*BRIEF*.
The records that follow are to be repeated without alteration.

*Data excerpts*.
//! Shared test harness for integration tests.
//!
//! Provides [`ScriptedProvider`], a configurable in-memory provider that
//! records how it was called, plus helpers to assemble a registry the way a
//! host app would at startup.

// Not every test binary uses every helper.
#![allow(dead_code)]

use std::collections::BTreeMap;
use std::sync::atomic::{AtomicUsize, Ordering};
use std::sync::{Arc, Once};

use async_trait::async_trait;
use chrono::Utc;
use marquee::catalog::{Catalog, CatalogItem, PaginationInfo};
use marquee::context::{CatalogContext, ContentContext, PageInfo};
use marquee::enrichment::EnrichmentResult;
use marquee::provider::{
    CatalogPage, CatalogProvider, Enricher, Provider, ProviderRegistration, ProviderRegistry,
};
use marquee_common::{Capability, MediaType, RequestId};

static TRACING: Once = Once::new();

/// Install the tracing subscriber once per test binary.
///
/// Set `RUST_LOG=marquee=debug` to see engine logs while debugging a test.
pub fn init_tracing() {
    TRACING.call_once(|| {
        tracing_subscriber::fmt()
            .with_env_filter(
                tracing_subscriber::EnvFilter::try_from_default_env()
                    .unwrap_or_else(|_| tracing_subscriber::EnvFilter::new("warn")),
            )
            .with_test_writer()
            .init();
    });
}

/// Script for one catalog a [`ScriptedProvider`] serves.
#[derive(Clone)]
pub struct CatalogScript {
    pub id: String,
    pub items_per_page: usize,
    pub total_pages: Option<u32>,
    pub total_items: Option<u64>,
}

/// A provider whose behavior is fully scripted up front.
pub struct ScriptedProvider {
    pub provider_id: String,
    pub provider_name: String,
    catalogs: Vec<CatalogScript>,
    fail_init: Option<String>,
    fail_catalogs: Option<String>,
    calls: AtomicUsize,
}

impl ScriptedProvider {
    pub fn new(id: &str, name: &str) -> Self {
        Self {
            provider_id: id.into(),
            provider_name: name.into(),
            catalogs: Vec::new(),
            fail_init: None,
            fail_catalogs: None,
            calls: AtomicUsize::new(0),
        }
    }

    pub fn serving(mut self, script: CatalogScript) -> Self {
        self.catalogs.push(script);
        self
    }

    pub fn broken_init(mut self, message: &str) -> Self {
        self.fail_init = Some(message.into());
        self
    }

    pub fn broken_catalogs(mut self, message: &str) -> Self {
        self.fail_catalogs = Some(message.into());
        self
    }

    /// Total provider calls of any kind made against this stub.
    pub fn calls(&self) -> usize {
        self.calls.load(Ordering::SeqCst)
    }

    fn context_for(&self, script: &CatalogScript, page: u32, page_size: u32) -> CatalogContext {
        CatalogContext {
            provider_id: self.provider_id.clone(),
            provider_name: self.provider_name.clone(),
            catalog_id: script.id.clone(),
            catalog_name: script.id.clone(),
            catalog_type: format!("{}_row", script.id),
            page_info: PageInfo {
                current_page: page,
                total_pages: script.total_pages,
                total_items: script.total_items,
                has_more_pages: script.total_pages.map_or(true, |tp| page < tp),
                page_size,
            },
            filters: BTreeMap::new(),
            last_fetch_at: Utc::now(),
            request_id: RequestId::new(),
            metadata: serde_json::Value::Null,
        }
    }

    fn page_for(&self, script: &CatalogScript, page: u32, page_size: u32) -> CatalogPage {
        let context = self.context_for(script, page, page_size);
        let items = (0..script.items_per_page)
            .map(|i| {
                let id = format!("{}-p{}-{}", script.id, page, i);
                CatalogItem {
                    id: id.clone(),
                    media_type: MediaType::Movie,
                    title: format!("{} item {i}", script.id),
                    overview: None,
                    poster_path: None,
                    backdrop_path: None,
                    year: Some(2024),
                    rating: Some(7.1),
                    context: ContentContext::new(&context, MediaType::Movie, id, i),
                }
            })
            .collect();
        CatalogPage {
            items,
            pagination: PaginationInfo {
                page,
                total_pages: script.total_pages,
                total_items: script.total_items,
                has_more: script.total_pages.map_or(true, |tp| page < tp),
            },
            context,
        }
    }

    fn script(&self, catalog_id: &str) -> anyhow::Result<&CatalogScript> {
        self.catalogs
            .iter()
            .find(|c| c.id == catalog_id)
            .ok_or_else(|| anyhow::anyhow!("unknown catalog: {catalog_id}"))
    }
}

#[async_trait]
impl Provider for ScriptedProvider {
    fn id(&self) -> &str {
        &self.provider_id
    }

    fn name(&self) -> &str {
        &self.provider_name
    }

    async fn initialize(&self) -> anyhow::Result<()> {
        self.calls.fetch_add(1, Ordering::SeqCst);
        match &self.fail_init {
            Some(msg) => anyhow::bail!("{msg}"),
            None => Ok(()),
        }
    }
}

#[async_trait]
impl CatalogProvider for ScriptedProvider {
    async fn get_all_catalogs(&self) -> anyhow::Result<Vec<Catalog>> {
        self.calls.fetch_add(1, Ordering::SeqCst);
        if let Some(msg) = &self.fail_catalogs {
            anyhow::bail!("{msg}");
        }
        Ok(self
            .catalogs
            .iter()
            .map(|script| {
                let page = self.page_for(script, 1, 20);
                Catalog {
                    id: script.id.clone(),
                    name: script.id.clone(),
                    catalog_type: format!("{}_row", script.id),
                    media_type: MediaType::Movie,
                    items: page.items,
                    pagination: page.pagination,
                    context: page.context,
                    updated_at: Utc::now(),
                }
            })
            .collect())
    }

    async fn get_catalog(
        &self,
        catalog_id: &str,
        page: u32,
        limit: u32,
    ) -> anyhow::Result<CatalogPage> {
        self.calls.fetch_add(1, Ordering::SeqCst);
        Ok(self.page_for(self.script(catalog_id)?, page, limit))
    }

    async fn load_more_items(
        &self,
        catalog_id: &str,
        page: u32,
        limit: u32,
    ) -> anyhow::Result<Vec<CatalogItem>> {
        self.calls.fetch_add(1, Ordering::SeqCst);
        Ok(self.page_for(self.script(catalog_id)?, page, limit).items)
    }
}

#[async_trait]
impl Enricher for ScriptedProvider {
    async fn enrich(
        &self,
        _media_type: MediaType,
        media_id: &str,
        capability: Capability,
    ) -> anyhow::Result<EnrichmentResult> {
        self.calls.fetch_add(1, Ordering::SeqCst);
        Ok(EnrichmentResult {
            capability,
            provider_id: self.provider_id.clone(),
            provider_name: self.provider_name.clone(),
            data: serde_json::json!({ "provider": self.provider_id, "media_id": media_id }),
            fetched_at: Utc::now(),
        })
    }
}

/// Register `provider` as a catalog provider under its own source.
pub fn register_catalog_provider(registry: &ProviderRegistry, provider: Arc<ScriptedProvider>) {
    init_tracing();
    registry.register(
        ProviderRegistration::new(
            provider.provider_id.clone(),
            provider.provider_name.clone(),
            format!("{}-source", provider.provider_id),
        )
        .with_catalog(provider),
    );
}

*RESULT OF THE TASK*.
//! Shared test harness for integration tests.
//!
//! Provides [`ScriptedProvider`], a configurable in-memory provider that
//! records how it was called, plus helpers to assemble a registry the way a
//! host app would at startup.

// Not every test binary uses every helper.
#![allow(dead_code)]

use std::collections::BTreeMap;
use std::sync::atomic::{AtomicUsize, Ordering};
use std::sync::{Arc, Once};

use async_trait::async_trait;
use chrono::Utc;
use marquee::catalog::{Catalog, CatalogItem, PaginationInfo};
use marquee::context::{CatalogContext, ContentContext, PageInfo};
use marquee::enrichment::EnrichmentResult;
use marquee::provider::{
    CatalogPage, CatalogProvider, Enricher, Provider, ProviderRegistration, ProviderRegistry,
};
use marquee_common::{Capability, MediaType, RequestId};

static TRACING: Once = Once::new();

/// Install the tracing subscriber once per test binary.
///
/// Set `RUST_LOG=marquee=debug` to see engine logs while debugging a test.
pub fn init_tracing() {
    TRACING.call_once(|| {
        tracing_subscriber::fmt()
            .with_env_filter(
                tracing_subscriber::EnvFilter::try_from_default_env()
                    .unwrap_or_else(|_| tracing_subscriber::EnvFilter::new("warn")),
            )
            .with_test_writer()
            .init();
    });
}

/// Script for one catalog a [`ScriptedProvider`] serves.
#[derive(Clone)]
pub struct CatalogScript {
    pub id: String,
    pub items_per_page: usize,
    pub total_pages: Option<u32>,
    pub total_items: Option<u64>,
}

/// A provider whose behavior is fully scripted up front.
pub struct ScriptedProvider {
    pub provider_id: String,
    pub provider_name: String,
    catalogs: Vec<CatalogScript>,
    fail_init: Option<String>,
    fail_catalogs: Option<String>,
    calls: AtomicUsize,
}

impl ScriptedProvider {
    pub fn new(id: &str, name: &str) -> Self {
        Self {
            provider_id: id.into(),
            provider_name: name.into(),
            catalogs: Vec::new(),
            fail_init: None,
            fail_catalogs: None,
            calls: AtomicUsize::new(0),
        }
    }

    pub fn serving(mut self, script: CatalogScript) -> Self {
        self.catalogs.push(script);
        self
    }

    pub fn broken_init(mut self, message: &str) -> Self {
        self.fail_init = Some(message.into());
        self
    }

    pub fn broken_catalogs(mut self, message: &str) -> Self {
        self.fail_catalogs = Some(message.into());
        self
    }

    /// Total provider calls of any kind made against this stub.
    pub fn calls(&self) -> usize {
        self.calls.load(Ordering::SeqCst)
    }

    fn context_for(&self, script: &CatalogScript, page: u32, page_size: u32) -> CatalogContext {
        CatalogContext {
            provider_id: self.provider_id.clone(),
            provider_name: self.provider_name.clone(),
            catalog_id: script.id.clone(),
            catalog_name: script.id.clone(),
            catalog_type: format!("{}_row", script.id),
            page_info: PageInfo {
                current_page: page,
                total_pages: script.total_pages,
                total_items: script.total_items,
                has_more_pages: script.total_pages.map_or(true, |tp| page < tp),
                page_size,
            },
            filters: BTreeMap::new(),
            last_fetch_at: Utc::now(),
            request_id: RequestId::new(),
            metadata: serde_json::Value::Null,
        }
    }

    fn page_for(&self, script: &CatalogScript, page: u32, page_size: u32) -> CatalogPage {
        let context = self.context_for(script, page, page_size);
        let items = (0..script.items_per_page)
            .map(|i| {
                let id = format!("{}-p{}-{}", script.id, page, i);
                CatalogItem {
                    id: id.clone(),
                    media_type: MediaType::Movie,
                    title: format!("{} item {i}", script.id),
                    overview: None,
                    poster_path: None,
                    backdrop_path: None,
                    year: Some(2024),
                    rating: Some(7.1),
                    context: ContentContext::new(&context, MediaType::Movie, id, i),
                }
            })
            .collect();
        CatalogPage {
            items,
            pagination: PaginationInfo {
                page,
                total_pages: script.total_pages,
                total_items: script.total_items,
                has_more: script.total_pages.map_or(true, |tp| page < tp),
            },
            context,
        }
    }

    fn script(&self, catalog_id: &str) -> anyhow::Result<&CatalogScript> {
        self.catalogs
            .iter()
            .find(|c| c.id == catalog_id)
            .ok_or_else(|| anyhow::anyhow!("unknown catalog: {catalog_id}"))
    }
}

#[async_trait]
impl Provider for ScriptedProvider {
    fn id(&self) -> &str {
        &self.provider_id
    }

    fn name(&self) -> &str {
        &self.provider_name
    }

    async fn initialize(&self) -> anyhow::Result<()> {
        self.calls.fetch_add(1, Ordering::SeqCst);
        match &self.fail_init {
            Some(msg) => anyhow::bail!("{msg}"),
            None => Ok(()),
        }
    }
}

#[async_trait]
impl CatalogProvider for ScriptedProvider {
    async fn get_all_catalogs(&self) -> anyhow::Result<Vec<Catalog>> {
        self.calls.fetch_add(1, Ordering::SeqCst);
        if let Some(msg) = &self.fail_catalogs {
            anyhow::bail!("{msg}");
        }
        Ok(self
            .catalogs
            .iter()
            .map(|script| {
                let page = self.page_for(script, 1, 20);
                Catalog {
                    id: script.id.clone(),
                    name: script.id.clone(),
                    catalog_type: format!("{}_row", script.id),
                    media_type: MediaType::Movie,
                    items: page.items,
                    pagination: page.pagination,
                    context: page.context,
                    updated_at: Utc::now(),
                }
            })
            .collect())
    }

    async fn get_catalog(
        &self,
        catalog_id: &str,
        page: u32,
        limit: u32,
    ) -> anyhow::Result<CatalogPage> {
        self.calls.fetch_add(1, Ordering::SeqCst);
        Ok(self.page_for(self.script(catalog_id)?, page, limit))
    }

    async fn load_more_items(
        &self,
        catalog_id: &str,
        page: u32,
        limit: u32,
    ) -> anyhow::Result<Vec<CatalogItem>> {
        self.calls.fetch_add(1, Ordering::SeqCst);
        Ok(self.page_for(self.script(catalog_id)?, page, limit).items)
    }
}

#[async_trait]
impl Enricher for ScriptedProvider {
    async fn enrich(
        &self,
        _media_type: MediaType,
        media_id: &str,
        capability: Capability,
    ) -> anyhow::Result<EnrichmentResult> {
        self.calls.fetch_add(1, Ordering::SeqCst);
        Ok(EnrichmentResult {
            capability,
            provider_id: self.provider_id.clone(),
            provider_name: self.provider_name.clone(),
            data: serde_json::json!({ "provider": self.provider_id, "media_id": media_id }),
            fetched_at: Utc::now(),
        })
    }
}

/// Register `provider` as a catalog provider under its own source.
pub fn register_catalog_provider(registry: &ProviderRegistry, provider: Arc<ScriptedProvider>) {
    init_tracing();
    registry.register(
        ProviderRegistration::new(
            provider.provider_id.clone(),
            provider.provider_name.clone(),
            format!("{}-source", provider.provider_id),
        )
        .with_catalog(provider),
    );
}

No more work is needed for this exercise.